## Problem
Throughout the listing below, copy each line containing "struct".

=== Begin Enclosure ===

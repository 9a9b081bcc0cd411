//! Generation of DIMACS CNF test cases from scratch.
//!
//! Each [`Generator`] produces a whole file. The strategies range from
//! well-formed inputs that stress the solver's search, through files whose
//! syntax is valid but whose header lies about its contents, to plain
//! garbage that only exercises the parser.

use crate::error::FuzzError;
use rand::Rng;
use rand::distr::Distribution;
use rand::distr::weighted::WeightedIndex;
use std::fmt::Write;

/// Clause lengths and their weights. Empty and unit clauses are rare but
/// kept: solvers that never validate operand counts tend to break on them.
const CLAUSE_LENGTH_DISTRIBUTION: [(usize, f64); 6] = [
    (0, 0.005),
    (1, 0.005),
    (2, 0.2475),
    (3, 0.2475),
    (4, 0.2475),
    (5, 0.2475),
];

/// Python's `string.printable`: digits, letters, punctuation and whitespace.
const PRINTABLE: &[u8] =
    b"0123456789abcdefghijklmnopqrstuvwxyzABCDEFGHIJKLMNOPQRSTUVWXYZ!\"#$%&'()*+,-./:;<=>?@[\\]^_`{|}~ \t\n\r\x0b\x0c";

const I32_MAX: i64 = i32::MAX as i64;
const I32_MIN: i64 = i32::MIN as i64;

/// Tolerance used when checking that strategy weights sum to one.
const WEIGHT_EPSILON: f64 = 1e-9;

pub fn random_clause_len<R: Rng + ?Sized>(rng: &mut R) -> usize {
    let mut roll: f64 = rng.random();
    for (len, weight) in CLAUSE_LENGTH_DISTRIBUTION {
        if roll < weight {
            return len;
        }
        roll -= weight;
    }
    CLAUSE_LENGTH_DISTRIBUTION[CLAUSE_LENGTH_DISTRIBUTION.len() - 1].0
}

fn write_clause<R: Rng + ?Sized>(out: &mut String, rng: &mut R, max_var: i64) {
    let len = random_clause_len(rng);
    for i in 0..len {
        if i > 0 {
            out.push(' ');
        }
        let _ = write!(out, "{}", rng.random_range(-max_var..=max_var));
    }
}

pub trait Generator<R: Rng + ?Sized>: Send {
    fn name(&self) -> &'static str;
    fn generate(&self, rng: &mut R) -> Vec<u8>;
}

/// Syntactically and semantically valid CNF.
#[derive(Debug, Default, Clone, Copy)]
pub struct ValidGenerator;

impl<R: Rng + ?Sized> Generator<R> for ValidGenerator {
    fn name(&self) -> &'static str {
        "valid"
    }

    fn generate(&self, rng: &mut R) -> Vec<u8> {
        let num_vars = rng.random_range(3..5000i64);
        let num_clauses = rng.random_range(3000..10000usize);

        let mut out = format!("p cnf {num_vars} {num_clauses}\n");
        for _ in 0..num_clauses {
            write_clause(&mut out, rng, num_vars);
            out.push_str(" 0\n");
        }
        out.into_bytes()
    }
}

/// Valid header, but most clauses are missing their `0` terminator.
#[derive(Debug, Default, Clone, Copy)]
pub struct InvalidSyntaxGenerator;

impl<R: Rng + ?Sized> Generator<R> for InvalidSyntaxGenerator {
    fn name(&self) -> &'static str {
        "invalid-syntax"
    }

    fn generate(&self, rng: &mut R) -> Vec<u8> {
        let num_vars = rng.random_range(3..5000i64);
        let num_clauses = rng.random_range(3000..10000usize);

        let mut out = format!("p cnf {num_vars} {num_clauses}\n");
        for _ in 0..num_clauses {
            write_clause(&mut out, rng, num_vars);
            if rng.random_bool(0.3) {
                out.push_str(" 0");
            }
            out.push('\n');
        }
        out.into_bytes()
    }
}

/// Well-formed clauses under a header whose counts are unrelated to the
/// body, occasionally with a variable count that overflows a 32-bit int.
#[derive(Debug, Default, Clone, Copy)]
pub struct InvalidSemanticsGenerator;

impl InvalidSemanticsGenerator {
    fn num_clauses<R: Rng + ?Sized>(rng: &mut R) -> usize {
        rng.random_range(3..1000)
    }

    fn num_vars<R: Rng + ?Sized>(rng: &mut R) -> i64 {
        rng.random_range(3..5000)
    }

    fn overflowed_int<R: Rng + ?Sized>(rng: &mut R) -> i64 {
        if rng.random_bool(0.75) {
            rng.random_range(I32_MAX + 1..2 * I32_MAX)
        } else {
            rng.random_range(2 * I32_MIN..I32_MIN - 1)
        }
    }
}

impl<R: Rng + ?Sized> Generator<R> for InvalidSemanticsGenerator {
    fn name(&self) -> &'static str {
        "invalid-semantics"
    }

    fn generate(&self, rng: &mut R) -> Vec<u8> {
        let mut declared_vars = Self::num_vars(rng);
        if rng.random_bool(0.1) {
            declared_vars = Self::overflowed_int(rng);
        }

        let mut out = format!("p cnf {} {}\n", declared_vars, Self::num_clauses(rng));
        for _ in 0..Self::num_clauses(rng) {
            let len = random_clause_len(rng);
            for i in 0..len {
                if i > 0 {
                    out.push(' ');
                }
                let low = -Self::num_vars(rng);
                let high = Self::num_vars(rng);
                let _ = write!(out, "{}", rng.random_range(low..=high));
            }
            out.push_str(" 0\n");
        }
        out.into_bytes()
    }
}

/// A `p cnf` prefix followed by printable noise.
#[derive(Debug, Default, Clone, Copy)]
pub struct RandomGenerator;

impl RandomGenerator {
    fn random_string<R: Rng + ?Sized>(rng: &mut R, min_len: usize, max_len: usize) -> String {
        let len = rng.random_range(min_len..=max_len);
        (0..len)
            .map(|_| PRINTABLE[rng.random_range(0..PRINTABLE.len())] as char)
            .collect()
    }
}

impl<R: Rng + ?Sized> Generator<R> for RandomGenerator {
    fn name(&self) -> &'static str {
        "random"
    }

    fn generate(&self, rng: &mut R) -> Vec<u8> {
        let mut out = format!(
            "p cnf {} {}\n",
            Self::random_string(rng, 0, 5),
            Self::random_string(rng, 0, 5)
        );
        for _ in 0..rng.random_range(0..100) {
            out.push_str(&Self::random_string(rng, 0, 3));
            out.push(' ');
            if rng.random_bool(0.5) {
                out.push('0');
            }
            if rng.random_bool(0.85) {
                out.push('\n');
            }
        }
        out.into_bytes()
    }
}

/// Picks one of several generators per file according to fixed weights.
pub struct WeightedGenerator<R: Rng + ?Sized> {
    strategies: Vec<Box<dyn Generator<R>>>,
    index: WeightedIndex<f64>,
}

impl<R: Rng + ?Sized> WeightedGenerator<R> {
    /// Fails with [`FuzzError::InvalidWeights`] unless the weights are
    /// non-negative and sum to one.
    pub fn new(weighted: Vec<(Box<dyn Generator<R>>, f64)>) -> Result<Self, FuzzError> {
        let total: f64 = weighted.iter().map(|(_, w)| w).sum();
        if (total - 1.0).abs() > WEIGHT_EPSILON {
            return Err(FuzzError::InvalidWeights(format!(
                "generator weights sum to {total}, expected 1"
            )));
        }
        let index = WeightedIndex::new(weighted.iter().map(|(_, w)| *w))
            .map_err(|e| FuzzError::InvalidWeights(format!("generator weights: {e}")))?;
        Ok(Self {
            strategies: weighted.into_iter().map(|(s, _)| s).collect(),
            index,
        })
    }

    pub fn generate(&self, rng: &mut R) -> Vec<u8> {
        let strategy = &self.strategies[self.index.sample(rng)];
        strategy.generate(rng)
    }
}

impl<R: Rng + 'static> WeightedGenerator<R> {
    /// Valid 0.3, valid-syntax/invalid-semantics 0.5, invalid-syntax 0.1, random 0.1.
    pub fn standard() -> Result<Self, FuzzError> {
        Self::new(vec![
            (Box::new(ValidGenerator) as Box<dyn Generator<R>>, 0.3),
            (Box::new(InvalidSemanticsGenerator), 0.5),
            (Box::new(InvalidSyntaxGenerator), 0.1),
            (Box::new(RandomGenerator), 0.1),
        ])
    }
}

=== End Enclosure ===

## Exercise response
pub struct ValidGenerator;
pub struct InvalidSyntaxGenerator;
pub struct InvalidSemanticsGenerator;
pub struct RandomGenerator;
pub struct WeightedGenerator<R: Rng + ?Sized> {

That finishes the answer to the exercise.